These recommendations are to assure that there is a uniform set of criteria for accepting new mutations for inclusion on the ISOGG Y-DNA haplogroup tree.

Because of the abundance of alternatives now available, only single nucleotide polymorphisms (SNPs) are being accepted, and not insertions or deletions (indels) for new additions. In exceptional cases other variants may be considered for inclusion on a case by case basis if they can be clearly demonstrated to have equivalent properties to SNPs, but the burden of proof required will be much higher and at the discretion of the committee.

The quality guidelines for chromosome positions and reads at the bottom of this page are in addition to other requirements.

Special Coding for Interpreting SNP status


General Requirements for SNP Validation

The requirements listed here in this General Requirements section apply to validating SNPs discussed in Requirements of Specific Type of Testing in the next section below.

  1. Inserting a SNP Creating a Non-Terminal Branch to the ISOGG Tree
    The supporting information provided by the proposer should demonstrate that the new SNP is downstream of an established tree mutation. There is need also to show that the SNP was tested in individuals from all parallel subgroups on the tree.. In cases where relevant existing tree subgroups are from rare populations and based solely on old research listing only one sample proving the existence of the SNP, an exception may be granted for testing of the old subgroup. The mutations of the existing subgroup will then be listed temporarily as position undetermined.

       Example: Suppose that a new subgroup is being added with name of Q18.
          Fictional example:
             G-L140
                G-L13
                G-L1266
                G-Q18
                   G-L1268

    Then the evidence for Q18 must show that a man is derived for both Q18 and L140. Simultaneously one man each from L1266 and L13 must be ancestral for Q18. In addition, one man derived for Q18 must be derived for L1268, and a second Q18 man ancestral for L1268. Derived means the mutation is present; ancestral means it is absent.
     
  2. Adding a SNP Representing a New Terminal Branch to the ISOGG Tree
    In the case where the new SNP is the terminal branch of an existing branch then:
    1. at least one individual who has the new SNP is found also to have a SNP defining the immediate upstream subgroup.
    2. at least one individual from any parallel subgroup to the new subgroup is found also to lack the submitted SNP.

       Example: Suppose that a new subgroup is being added with name QQ12.
          Fictional example:
             G-L5432
                G-P343
                G-QQ12

    Then the evidence for QQ12 must show that two men are derived for QQ12. Simultaneously one man from P343 must be ancestral for QQ12. Also, one of the QQ12 men must be derived for L5432.
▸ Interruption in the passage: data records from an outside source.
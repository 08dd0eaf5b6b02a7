//! Results of a successful probe.

use std::path::Path;

use serde::Serialize;

use crate::locator::ResolvedLocation;
use crate::version::RangeCheck;

/// What the version command said and how it compared.
#[derive(Debug, Clone, PartialEq, Eq, Serialize)]
pub struct VersionOutcome {
    /// Captured standard output, decoded as UTF-8.
    pub raw_output: String,

    /// Version token extracted from the output.
    pub parsed_version: Option<String>,

    pub comparison: RangeCheck,
}

/// A tool that was found and, if configured, passed its version check.
#[derive(Debug, Clone, PartialEq, Eq, Serialize)]
pub struct ProbeReport {
    /// Tool name from the request.
    pub tool: String,

    #[serde(flatten)]
    pub location: ResolvedLocation,

    #[serde(skip_serializing_if = "Option::is_none")]
    pub version: Option<VersionOutcome>,
}

impl ProbeReport {
    /// The tool's home directory.
    pub fn home_directory(&self) -> &Path {
        &self.location.home_directory
    }

    pub fn executable_path(&self) -> &Path {
        &self.location.executable_path
    }

    /// Parsed version, if the version command ran and matched.
    pub fn parsed_version(&self) -> Option<&str> {
        self.version
            .as_ref()
            .and_then(|v| v.parsed_version.as_deref())
    }
}

#[cfg(test)]
mod tests {
    use super::*;
    use std::path::PathBuf;

    fn report(version: Option<VersionOutcome>) -> ProbeReport {
        ProbeReport {
            tool: "node".to_string(),
            location: ResolvedLocation {
                executable_path: PathBuf::from("/opt/node/bin/node"),
                home_directory: PathBuf::from("/opt/node"),
            },
            version,
        }
    }

    #[test]
    fn accessors_expose_location() {
        let report = report(None);
        assert_eq!(report.home_directory(), Path::new("/opt/node"));
        assert_eq!(report.executable_path(), Path::new("/opt/node/bin/node"));
        assert!(report.parsed_version().is_none());
    }

    #[test]
    fn serializes_flat_location_and_version() {
        let report = report(Some(VersionOutcome {
            raw_output: "v20.1.0\n".to_string(),
            parsed_version: Some("20.1.0".to_string()),
            comparison: RangeCheck::InRange,
        }));
        assert_eq!(report.parsed_version(), Some("20.1.0"));

        let json = serde_json::to_value(&report).unwrap();
        assert_eq!(json["tool"], "node");
        assert_eq!(json["home_directory"], "/opt/node");
        assert_eq!(json["executable_path"], "/opt/node/bin/node");
        assert_eq!(json["version"]["parsed_version"], "20.1.0");
        assert_eq!(json["version"]["comparison"], "in_range");
    }

    #[test]
    fn omits_version_when_not_checked() {
        let json = serde_json::to_value(report(None)).unwrap();
        assert!(json.get("version").is_none());
    }
}
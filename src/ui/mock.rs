//! Mock UI implementation for testing.
//!
//! `MockUI` implements the `UserInterface` trait and captures all
//! interactions for later assertion.
//!
//! # Example
//!
//! ```
//! use toolprobe::ui::{MockUI, UserInterface};
//!
//! let mut ui = MockUI::new();
//! ui.message("Probing 2 tools");
//! ui.error("maven: not found");
//!
//! assert!(ui.messages().contains(&"Probing 2 tools".to_string()));
//! assert!(ui.has_error("maven"));
//! ```

use super::{OutputMode, UserInterface};

/// Mock UI implementation for testing.
///
/// Captures everything regardless of output mode.
#[derive(Debug, Default)]
pub struct MockUI {
    mode: OutputMode,
    messages: Vec<String>,
    successes: Vec<String>,
    warnings: Vec<String>,
    errors: Vec<String>,
    headers: Vec<String>,
    details: Vec<(String, String)>,
}

impl MockUI {
    /// Create a new MockUI with Normal output mode.
    pub fn new() -> Self {
        Self::default()
    }

    /// Create a new MockUI with a specific output mode.
    pub fn with_mode(mode: OutputMode) -> Self {
        Self {
            mode,
            ..Default::default()
        }
    }

    /// Get all captured messages.
    pub fn messages(&self) -> &[String] {
        &self.messages
    }

    /// Get all captured success messages.
    pub fn successes(&self) -> &[String] {
        &self.successes
    }

    /// Get all captured warning messages.
    pub fn warnings(&self) -> &[String] {
        &self.warnings
    }

    /// Get all captured error messages.
    pub fn errors(&self) -> &[String] {
        &self.errors
    }

    /// Get all captured headers.
    pub fn headers(&self) -> &[String] {
        &self.headers
    }

    /// Get all captured detail lines as (key, value).
    pub fn details(&self) -> &[(String, String)] {
        &self.details
    }

    /// Check if a specific message was shown.
    pub fn has_message(&self, msg: &str) -> bool {
        self.messages.iter().any(|m| m.contains(msg))
    }

    /// Check if a specific success was shown.
    pub fn has_success(&self, msg: &str) -> bool {
        self.successes.iter().any(|m| m.contains(msg))
    }

    /// Check if a specific warning was shown.
    pub fn has_warning(&self, msg: &str) -> bool {
        self.warnings.iter().any(|m| m.contains(msg))
    }

    /// Check if a specific error was shown.
    pub fn has_error(&self, msg: &str) -> bool {
        self.errors.iter().any(|m| m.contains(msg))
    }

    /// Clear all captured interactions.
    pub fn clear(&mut self) {
        self.messages.clear();
        self.successes.clear();
        self.warnings.clear();
        self.errors.clear();
        self.headers.clear();
        self.details.clear();
    }
}

impl UserInterface for MockUI {
    fn output_mode(&self) -> OutputMode {
        self.mode
    }

    fn set_output_mode(&mut self, mode: OutputMode) {
        self.mode = mode;
    }

    fn message(&mut self, msg: &str) {
        self.messages.push(msg.to_string());
    }

    fn success(&mut self, msg: &str) {
        self.successes.push(msg.to_string());
    }

    fn warning(&mut self, msg: &str) {
        self.warnings.push(msg.to_string());
    }

    fn error(&mut self, msg: &str) {
        self.errors.push(msg.to_string());
    }

    fn show_header(&mut self, title: &str) {
        self.headers.push(title.to_string());
    }

    fn show_detail(&mut self, key: &str, value: &str) {
        self.details.push((key.to_string(), value.to_string()));
    }
}
//! Check command implementation.
//!
//! The `toolprobe check` command probes one tool described entirely on the
//! command line, without reading any configuration file.

use crate::cli::args::CheckArgs;
use crate::config::TargetConfig;
use crate::error::{Result, ToolprobeError};
use crate::probe::{Prober, ToolProbeRequest};
use crate::ui::UserInterface;

use super::dispatcher::{Command, CommandResult, ProjectContext};
use super::report::{show_result, to_json};

/// The check command implementation.
pub struct CheckCommand {
    context: ProjectContext,
    args: CheckArgs,
}

impl CheckCommand {
    /// Create a new check command.
    pub fn new(context: ProjectContext, args: CheckArgs) -> Self {
        Self { context, args }
    }

    /// Get the command arguments.
    pub fn args(&self) -> &CheckArgs {
        &self.args
    }

    /// Build the probe request described by the arguments.
    pub fn request(&self) -> Result<ToolProbeRequest> {
        let args = &self.args;
        let mut builder = ToolProbeRequest::builder(args.executable.as_str())
            .name(args.executable.as_str())
            .search_root(&args.root)
            .version_command(&args.version_cmd);
        if let Some(offset) = &args.relative_path {
            builder = builder.relative_home(offset);
        }
        if let Some(pattern) = &args.version_pattern {
            builder = builder.version_pattern(pattern);
        }
        if let Some(min) = &args.min {
            builder = builder.version_min(min);
        }
        if let Some(max) = &args.max {
            builder = builder.version_max(max);
        }
        builder.build()
    }
}

impl Command for CheckCommand {
    fn execute(&self, ui: &mut dyn UserInterface) -> Result<CommandResult> {
        let request = match self.request() {
            Ok(r) => r,
            Err(e @ ToolprobeError::InvalidRequest { .. }) => {
                ui.error(&e.to_string());
                return Ok(CommandResult::failure(1));
            }
            Err(e) => return Err(e),
        };

        let machine = self.context.machine(&TargetConfig::default());
        tracing::debug!(
            "Checking '{}' under {} on {}",
            request.executable(),
            request.search_root().display(),
            machine.describe()
        );
        let result = Prober::new(machine.as_ref()).probe(&request);
        let success = result.is_ok();

        let results = vec![(request.name().to_string(), result)];
        if self.args.json {
            ui.message(&to_json(&results)?);
        } else {
            for (tool, result) in &results {
                show_result(ui, tool, result);
            }
        }

        if success {
            Ok(CommandResult::success())
        } else {
            Ok(CommandResult::failure(1))
        }
    }
}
Requirements for Specific Type of Testing

Reference giving details about Y-DNA SNP testing companies:
   Y-DNA SNP testing chart
   YSEQ
Reference giving details about Y-DNA STR testing companies:
   Y-DNA STR testing chart
  1. Sanger Sequencing
    Examples of Sanger sequencing are the tests at the company ySeq and the Advanced Tests (SNP) at Family Tree DNA. STR testing is available, for instance, at Genebase and Family Tree DNA. Acceptable testing for this category consists of Sanger sequencing which targets a short segment of Y-DNA.

    The objective of the ISOGG Tree at this time is to include all SNPs that arose prior to about the year 1500 C.E. This guideline may be measured through STR diversity or alternative evidence.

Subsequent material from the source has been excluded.